> [DIRECTIONS FOR THIS TASK]: Take each line in the entries below that holds "different" and show it.

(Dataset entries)
______

/// Enhanced test handler that tracks call events and state changes
#[derive(Debug)]
pub struct EventTrackingHandler {
    incoming_calls: Arc<Mutex<Vec<IncomingCall>>>,
    call_events: Arc<Mutex<mpsc::UnboundedSender<CallEvent>>>,
    ended_calls: Arc<Mutex<Vec<(SessionId, String)>>>,
}

#[derive(Debug, Clone)]
pub enum CallEvent {
    IncomingCall(SessionId),
    CallEnded(SessionId, String),
}

impl EventTrackingHandler {
    pub fn new() -> (Self, mpsc::UnboundedReceiver<CallEvent>) {
        let (tx, rx) = mpsc::unbounded_channel();
        let handler = Self {
            incoming_calls: Arc::new(Mutex::new(Vec::new())),
            call_events: Arc::new(Mutex::new(tx)),
            ended_calls: Arc::new(Mutex::new(Vec::new())),
        };
        (handler, rx)
    }

    pub async fn get_incoming_calls(&self) -> Vec<IncomingCall> {
        self.incoming_calls.lock().await.clone()
    }

    pub async fn get_ended_calls(&self) -> Vec<(SessionId, String)> {
        self.ended_calls.lock().await.clone()
    }

    pub async fn clear_events(&self) {
        self.incoming_calls.lock().await.clear();
        self.ended_calls.lock().await.clear();
    }
}

#[async_trait::async_trait]
impl CallHandler for EventTrackingHandler {
    async fn on_incoming_call(&self, call: IncomingCall) -> CallDecision {
        // Track the incoming call
        self.incoming_calls.lock().await.push(call.clone());
        
        // Send event notification
        if let Ok(tx) = self.call_events.try_lock() {
            let _ = tx.send(CallEvent::IncomingCall(call.id.clone()));
        }
        
        CallDecision::Accept(None)
    }

    async fn on_call_ended(&self, call: CallSession, reason: &str) {
        tracing::info!("Call {} ended: {}", call.id(), reason);
        
        // Track the ended call
        self.ended_calls.lock().await.push((call.id().clone(), reason.to_string()));
        
        // Send event notification
        if let Ok(tx) = self.call_events.try_lock() {
            let _ = tx.send(CallEvent::CallEnded(call.id().clone(), reason.to_string()));
        }
    }
}

/// Test handler that rejects all calls
#[derive(Debug)]
pub struct RejectHandler;

#[async_trait::async_trait]
impl CallHandler for RejectHandler {
    async fn on_incoming_call(&self, _call: IncomingCall) -> CallDecision {
        CallDecision::Reject("Test rejection".to_string())
    }

    async fn on_call_ended(&self, call: CallSession, reason: &str) {
        tracing::info!("Rejected call {} ended: {}", call.id(), reason);
    }
}

/// Test handler that defers all calls (for queue testing)
#[derive(Debug)]
pub struct DeferHandler;

#[async_trait::async_trait]
impl CallHandler for DeferHandler {
    async fn on_incoming_call(&self, _call: IncomingCall) -> CallDecision {
        CallDecision::Defer
    }

    async fn on_call_ended(&self, call: CallSession, reason: &str) {
        tracing::info!("Deferred call {} ended: {}", call.id(), reason);
    }
}

/// Wait for a session state change event
pub async fn wait_for_state_change(
    subscriber: &mut SessionEventSubscriber,
    session_id: &SessionId,
    timeout: Duration,
) -> Option<(CallState, CallState)> {
    let start = std::time::Instant::now();
    
    while start.elapsed() < timeout {
        match tokio::time::timeout(Duration::from_millis(100), subscriber.receive()).await {
            Ok(Ok(event)) => {
                if let SessionEvent::StateChanged { session_id: event_session_id, old_state, new_state } = event {
                    if &event_session_id == session_id {
                        return Some((old_state, new_state));
                    }
                }
            },
            _ => {}
        }
    }
    
    None
}

/// Wait for a session created event
pub async fn wait_for_session_created(
    subscriber: &mut SessionEventSubscriber,
    timeout: Duration,
) -> Option<SessionId> {
    match tokio::time::timeout(timeout, subscriber.receive()).await {
        Ok(Ok(event)) => {
            if let SessionEvent::SessionCreated { session_id, .. } = event {
                return Some(session_id);
            }
        },
        _ => {}
    }
    None
}

/// Wait for a session terminated event
pub async fn wait_for_session_terminated(
    subscriber: &mut SessionEventSubscriber,
    session_id: &SessionId,  
    timeout: Duration,
) -> Option<String> {
    let start = std::time::Instant::now();
    
    // First yield to allow any pending events to propagate
    tokio::task::yield_now().await;
    
    while start.elapsed() < timeout {
        match tokio::time::timeout(Duration::from_millis(100), subscriber.receive()).await {
            Ok(Ok(event)) => {
                println!("Received event while waiting for termination: {:?}", event);
                if let SessionEvent::SessionTerminated { session_id: event_session_id, reason } = event {
                    if &event_session_id == session_id {
                        return Some(reason);
                    }
                }
            },
            Ok(Err(e)) => {
                println!("Error receiving event: {:?}", e);
            },
            Err(_) => {
                // Timeout, continue
                tokio::task::yield_now().await;
            }
        }
    }
    
    println!("Timeout waiting for SessionTerminated event for session {}", session_id);
    None
}

/// Wait for a session to transition to Terminated state
pub async fn wait_for_terminated_state(
    subscriber: &mut SessionEventSubscriber,
    session_id: &SessionId,
    timeout: Duration,
) -> bool {
    let start = std::time::Instant::now();
    
    while start.elapsed() < timeout {
        match tokio::time::timeout(Duration::from_millis(100), subscriber.receive()).await {
            Ok(Ok(event)) => {
                if let SessionEvent::StateChanged { session_id: event_session_id, new_state, .. } = event {
                    if &event_session_id == session_id && matches!(new_state, CallState::Terminated) {
                        return true;
                    }
                }
            },
            _ => {
                tokio::task::yield_now().await;
            }
        }
    }
    
    false
}

/// Create a single session manager for testing
pub async fn create_session_manager(
    handler: Arc<dyn CallHandler>,
    port: Option<u16>,
    from_uri: Option<&str>,
) -> Result<Arc<SessionCoordinator>, SessionError> {
    let port = port.unwrap_or_else(|| get_test_ports().0);
    let from_uri = from_uri.unwrap_or("sip:test@localhost");
    
    let manager = SessionManagerBuilder::new()
        .with_local_address(from_uri)
        .with_sip_port(port)
        .with_handler(handler)
        .build()
        .await?;
    
    manager.start().await?;
    Ok(manager)
}

/// Create a pair of session managers for testing established dialogs
pub async fn create_session_manager_pair() -> Result<(Arc<SessionCoordinator>, Arc<SessionCoordinator>, mpsc::UnboundedReceiver<CallEvent>), SessionError> {
//     let (handler_a, _) = EventTrackingHandler::new();
//     let (handler_b, call_events) = EventTrackingHandler::new();
    
    // Get unique ports for this test
    let (port_a, port_b) = get_test_ports();
    
    // Create two session managers on different SIP and media ports
    let manager_a = SessionManagerBuilder::new()
        .with_local_address("sip:alice@127.0.0.1")
        .with_sip_port(port_a)
        .with_media_ports(20000, 21000)  // Manager A uses RTP ports 20000-21000
        .with_handler(Arc::new(media_test_utils::TestCallHandler::new(true)))
        .build()
        .await?;
    
    let manager_b = SessionManagerBuilder::new()
        .with_local_address("sip:bob@127.0.0.1")
        .with_sip_port(port_b)
        .with_media_ports(22000, 23000)  // Manager B uses RTP ports 22000-23000
        .with_handler(Arc::new(media_test_utils::TestCallHandler::new(true)))
        .build()
        .await?;
    
    // Start managers to get actual bound addresses
    manager_a.start().await?;
    manager_b.start().await?;
    
    // Get actual bound addresses
    let addr_a = manager_a.get_bound_address();
    let addr_b = manager_b.get_bound_address();
    
    println!("Manager A bound to: {}", addr_a);
    println!("Manager B bound to: {}", addr_b);
    
    // Create dummy call events receiver for now
    let (_tx, call_events) = mpsc::unbounded_channel();
    
    Ok((manager_a, manager_b, call_events))
}

/// Create a test session manager pair with custom handlers
pub async fn create_session_manager_pair_with_handlers(
    handler_a: Arc<dyn CallHandler>,
    handler_b: Arc<dyn CallHandler>,
) -> Result<(Arc<SessionCoordinator>, Arc<SessionCoordinator>), SessionError> {
    // Get unique ports for this test
    let (port_a, port_b) = get_test_ports();
    
    // Create two session managers on different ports
    let manager_a = SessionManagerBuilder::new()
        .with_local_address("sip:alice@127.0.0.1")
        .with_sip_port(port_a)
        .with_handler(handler_a)
        .build()
        .await?;
    
    let manager_b = SessionManagerBuilder::new()
        .with_local_address("sip:bob@127.0.0.1")
        .with_sip_port(port_b)
        .with_handler(handler_b)
        .build()
        .await?;
    
    // Start managers to get actual bound addresses
    manager_a.start().await?;
    manager_b.start().await?;
    
    // Get actual bound addresses
    let addr_a = manager_a.get_bound_address();
    let addr_b = manager_b.get_bound_address();
    
    println!("Manager A bound to: {}", addr_a);
    println!("Manager B bound to: {}", addr_b);
    
    Ok((manager_a, manager_b))
}

/// Establish a real call between two session managers using event-driven waiting
pub async fn establish_call_between_managers(
    caller: &Arc<SessionCoordinator>,
    callee: &Arc<SessionCoordinator>,
    call_events: &mut mpsc::UnboundedReceiver<CallEvent>,
) -> Result<(CallSession, Option<SessionId>), SessionError> {
    establish_call_between_managers_with_sdp(
        caller,
        callee, 
        call_events,
        Some("v=0\r\no=alice 123 456 IN IP4 127.0.0.1\r\n...".to_string())
    ).await
}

______

> [SOLUTION TO THIS TASK]:
    // Create two session managers on different SIP and media ports
    // Create two session managers on different ports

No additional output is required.